Goal of the exercise
Scan the data for "unwrap" and copy each matching line.

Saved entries
===

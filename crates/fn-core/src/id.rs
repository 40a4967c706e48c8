use lasso::{Spur, ThreadedRodeo};
use serde::{Deserialize, Deserializer, Serialize, Serializer};
use std::fmt;
use std::str::FromStr;
use std::sync::LazyLock;

/// Global string interner for note record ids.
static INTERNER: LazyLock<ThreadedRodeo> = LazyLock::new(ThreadedRodeo::default);

/// Interned id of a persisted note record.
/// Internally a `Spur` index: 4 bytes, Copy, Eq, Hash in O(1).
#[derive(Clone, Copy, PartialEq, Eq, Hash)]
pub struct NoteId(Spur);

impl NoteId {
    /// Intern a record id, or return the existing handle if already interned.
    pub fn intern(s: &str) -> Self {
        NoteId(INTERNER.get_or_intern(s))
    }

    /// Resolve back to the record id string.
    pub fn as_str(&self) -> &str {
        INTERNER.resolve(&self.0)
    }
}

impl fmt::Debug for NoteId {
    fn fmt(&self, f: &mut fmt::Formatter<'_>) -> fmt::Result {
        write!(f, "note:{}", self.as_str())
    }
}

impl fmt::Display for NoteId {
    fn fmt(&self, f: &mut fmt::Formatter<'_>) -> fmt::Result {
        f.write_str(self.as_str())
    }
}

impl Serialize for NoteId {
    fn serialize<S: Serializer>(&self, serializer: S) -> Result<S::Ok, S::Error> {
        serializer.serialize_str(self.as_str())
    }
}

impl<'de> Deserialize<'de> for NoteId {
    fn deserialize<D: Deserializer<'de>>(deserializer: D) -> Result<Self, D::Error> {
        let s = String::deserialize(deserializer)?;
        Ok(NoteId::intern(&s))
    }
}

/// Identity of an on-screen overlay.
///
/// Saved notes are keyed by their record id; everything else (the new-note
/// editor, highlight rectangles, the toolbar) gets a transient number that
/// lives only as long as the page.
#[derive(Debug, Clone, Copy, PartialEq, Eq, Hash)]
pub enum OverlayId {
    Note(NoteId),
    Transient(u64),
}

impl OverlayId {
    /// Allocate a fresh transient id.
    pub fn transient() -> Self {
        use std::sync::atomic::{AtomicU64, Ordering};
        static COUNTER: AtomicU64 = AtomicU64::new(1);
        OverlayId::Transient(COUNTER.fetch_add(1, Ordering::Relaxed))
    }

    pub fn note(&self) -> Option<NoteId> {
        match self {
            OverlayId::Note(id) => Some(*id),
            OverlayId::Transient(_) => None,
        }
    }
}

/// Rendered as the `data-overlay-id` attribute: `note:<id>` or `draft:<n>`.
impl fmt::Display for OverlayId {
    fn fmt(&self, f: &mut fmt::Formatter<'_>) -> fmt::Result {
        match self {
            OverlayId::Note(id) => write!(f, "note:{id}"),
            OverlayId::Transient(n) => write!(f, "draft:{n}"),
        }
    }
}

impl FromStr for OverlayId {
    type Err = String;

    fn from_str(s: &str) -> Result<Self, Self::Err> {
        if let Some(rest) = s.strip_prefix("note:")
            && !rest.is_empty()
        {
            return Ok(OverlayId::Note(NoteId::intern(rest)));
        }
        if let Some(rest) = s.strip_prefix("draft:") {
            return rest
                .parse::<u64>()
                .map(OverlayId::Transient)
                .map_err(|e| format!("bad draft id {s:?}: {e}"));
        }
        Err(format!("unrecognised overlay id {s:?}"))
    }
}

/// Identifier of the diagram a note belongs to (taken from the page URL).
#[derive(Debug, Clone, PartialEq, Eq, Hash, Serialize, Deserialize)]
#[serde(transparent)]
pub struct DiagramId(String);

impl DiagramId {
    pub fn new(id: impl Into<String>) -> Self {
        DiagramId(id.into())
    }

    pub fn as_str(&self) -> &str {
        &self.0
    }
}

impl fmt::Display for DiagramId {
    fn fmt(&self, f: &mut fmt::Formatter<'_>) -> fmt::Result {
        f.write_str(&self.0)
    }
}

#[cfg(test)]
mod tests {
    use super::*;

    #[test]
    fn interning_roundtrip() {
        let a = NoteId::intern("a0B5g00000Xyz");
        let b = NoteId::intern("a0B5g00000Xyz");
        assert_eq!(a, b);
        assert_eq!(a.as_str(), "a0B5g00000Xyz");
    }

    #[test]
    fn transient_ids_are_unique() {
        assert_ne!(OverlayId::transient(), OverlayId::transient());
    }

    #[test]
    fn overlay_id_attribute_roundtrip() {
        let note = OverlayId::Note(NoteId::intern("a01"));
        assert_eq!(note.to_string(), "note:a01");
        assert_eq!("note:a01".parse::<OverlayId>().unwrap(), note);
        assert_eq!(
            "draft:7".parse::<OverlayId>().unwrap(),
            OverlayId::Transient(7)
        );
        assert!("note:".parse::<OverlayId>().is_err());
        assert!("toolbar".parse::<OverlayId>().is_err());
    }
}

===

Answer to the exercise
        assert_eq!("note:a01".parse::<OverlayId>().unwrap(), note);
            "draft:7".parse::<OverlayId>().unwrap(),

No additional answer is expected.